If you're not too worried about performance, a simple subList/equals
matching is very easy to write:
String[] texts = {
"sunset lake michigan michigan alaska water florida "
+ "peninsula third largest water seventh largest water "
+ "percentage edit list largest country",
"michigan alaska water florida peninsula third largest water "
+ "seventh largest water percentage edit list largest country "
+ "subdivision list political",
"third largest water seventh largest water percentage edit list "
+ "largest country subdivision list political geographic "

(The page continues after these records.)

//! Scoped kernel interrupt masking
//!
//! Byte handshakes run with interrupts masked so the kernel cannot steal
//! the core between REQ and the initiator's ACK. Masking is expressed as a
//! guard: the mask is dropped on every exit path, including unwinds, and a
//! depth counter keeps nested guards balanced.

use std::path::Path;
use std::sync::atomic::{AtomicU32, AtomicU64, Ordering};
use std::sync::{Arc, Mutex};

use anyhow::Result;

use super::board::SocProfile;
use super::regs::RegWindow;

// Legacy interrupt controller (BCM2835..2837)
const IRQ_ENABLE_1: usize = 0x10;
const IRQ_ENABLE_2: usize = 0x14;
const IRQ_ENABLE_BASIC: usize = 0x18;
const IRQ_DISABLE_1: usize = 0x1C;
const IRQ_DISABLE_2: usize = 0x20;
const IRQ_DISABLE_BASIC: usize = 0x24;

// GIC CPU interface (BCM2711)
const GICC_PMR: usize = 0x04;

enum IrqRegs {
    Legacy {
        irpctl: RegWindow,
        saved: Mutex<[u32; 3]>,
    },
    Gic {
        gicc: RegWindow,
        saved: Mutex<u32>,
    },
}

struct IrqInner {
    depth: AtomicU32,
    disables: AtomicU64,
    enables: AtomicU64,
    regs: Option<IrqRegs>,
}

impl IrqInner {
    fn mask(&self) {
        match &self.regs {
            Some(IrqRegs::Legacy { irpctl, saved }) => {
                let mut s = saved.lock().unwrap();
                *s = [
                    irpctl.read(IRQ_ENABLE_1),
                    irpctl.read(IRQ_ENABLE_2),
                    irpctl.read(IRQ_ENABLE_BASIC),
                ];
                irpctl.write(IRQ_DISABLE_1, 0xFFFF_FFFF);
                irpctl.write(IRQ_DISABLE_2, 0xFFFF_FFFF);
                irpctl.write(IRQ_DISABLE_BASIC, 0xFFFF_FFFF);
            }
            Some(IrqRegs::Gic { gicc, saved }) => {
                let mut s = saved.lock().unwrap();
                *s = gicc.read(GICC_PMR);
                gicc.write(GICC_PMR, 0);
            }
            None => (),
        }
    }

    fn unmask(&self) {
        match &self.regs {
            Some(IrqRegs::Legacy { irpctl, saved }) => {
                let s = saved.lock().unwrap();
                irpctl.write(IRQ_ENABLE_1, s[0]);
                irpctl.write(IRQ_ENABLE_2, s[1]);
                irpctl.write(IRQ_ENABLE_BASIC, s[2]);
            }
            Some(IrqRegs::Gic { gicc, saved }) => {
                let s = saved.lock().unwrap();
                gicc.write(GICC_PMR, *s);
            }
            None => (),
        }
    }
}

/// Cloneable handle to the interrupt controller of the local core
#[derive(Clone)]
pub struct IrqController {
    inner: Arc<IrqInner>,
}

impl IrqController {
    /// Map the platform interrupt controller. Failure is not fatal: the
    /// emulator still runs, with handshakes exposed to preemption.
    pub fn probe(soc: &SocProfile) -> Self {
        let regs = Self::map_regs(soc)
            .map_err(|e| log::warn!("IRQ control unavailable ({e:#}), handshakes unmasked"))
            .ok();
        Self::with_regs(regs)
    }

    /// Controller that masks nothing: soft bus and tests
    pub fn noop() -> Self {
        Self::with_regs(None)
    }

    fn with_regs(regs: Option<IrqRegs>) -> Self {
        Self {
            inner: Arc::new(IrqInner {
                depth: AtomicU32::new(0),
                disables: AtomicU64::new(0),
                enables: AtomicU64::new(0),
                regs,
            }),
        }
    }

    fn map_regs(soc: &SocProfile) -> Result<IrqRegs> {
        let dev = Path::new("/dev/mem");
        if soc.has_gic {
            let gicc = RegWindow::map(dev, SocProfile::GIC_CPU_BASE, 0x1000)?;
            Ok(IrqRegs::Gic {
                gicc,
                saved: Mutex::new(0),
            })
        } else {
            let irpctl = RegWindow::map(
                dev,
                soc.peripheral_base + SocProfile::IRQCTL_OFFSET,
                0x1000,
            )?;
            Ok(IrqRegs::Legacy {
                irpctl,
                saved: Mutex::new([0; 3]),
            })
        }
    }

    /// Mask interrupts until the returned guard drops.
    pub fn disable(&self) -> IrqGuard {
        if self.inner.depth.fetch_add(1, Ordering::AcqRel) == 0 {
            self.inner.mask();
        }
        self.inner.disables.fetch_add(1, Ordering::Relaxed);
        IrqGuard {
            inner: Arc::clone(&self.inner),
        }
    }

    /// Current nesting depth; zero means interrupts are live.
    pub fn depth(&self) -> u32 {
        self.inner.depth.load(Ordering::Acquire)
    }

    /// Lifetime (disable, enable) counts, for balance audits.
    pub fn audit(&self) -> (u64, u64) {
        (
            self.inner.disables.load(Ordering::Relaxed),
            self.inner.enables.load(Ordering::Relaxed),
        )
    }
}

pub struct IrqGuard {
    inner: Arc<IrqInner>,
}

impl Drop for IrqGuard {
    fn drop(&mut self) {
        self.inner.enables.fetch_add(1, Ordering::Relaxed);
        if self.inner.depth.fetch_sub(1, Ordering::AcqRel) == 1 {
            self.inner.unmask();
        }
    }
}

#[cfg(test)]
mod tests {
    use super::*;

    #[test]
    fn guard_balances_depth() {
        let irq = IrqController::noop();
        assert_eq!(irq.depth(), 0);
        {
            let _a = irq.disable();
            assert_eq!(irq.depth(), 1);
            {
                let _b = irq.disable();
                assert_eq!(irq.depth(), 2);
            }
            assert_eq!(irq.depth(), 1);
        }
        assert_eq!(irq.depth(), 0);

        let (dis, en) = irq.audit();
        assert_eq!(dis, 2);
        assert_eq!(en, 2);
    }

    #[test]
    fn guard_releases_on_panic() {
        let irq = IrqController::noop();
        let irq2 = irq.clone();
        let result = std::panic::catch_unwind(move || {
            let _g = irq2.disable();
            panic!("mid-handshake fault");
        });
        assert!(result.is_err());
        assert_eq!(irq.depth(), 0);
        let (dis, en) = irq.audit();
        assert_eq!(dis, en);
    }
}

+ "subdivisions total edit references"
};
List<String> joined = new ArrayList<String>();
for (String text : texts) {
List<String> textAsList = Arrays.asList(text.split(" "));
final int N = joined.size();
final int M = textAsList.size();
for (int k = Math.min(N, M); k >= 0; k--) {
if (joined.subList(N - k, N).equals(textAsList.subList(0, k))) {
joined.addAll(textAsList.subList(k, M));
break;
}
}
}
System.out.println(joined);
This prints:
[sunset, lake, michigan, michigan, alaska, water, florida,
peninsula, third, largest, water, seventh, largest, water,
percentage, edit, list, largest, country, subdivision, list,
political, geographic, subdivisions, total, edit, references]
The algorithm works as it says: to build List<String> joined
, given a List<String> textAsList
, we find the longest subList
matching between the "tail" of joined
and the "head" of textAsList
.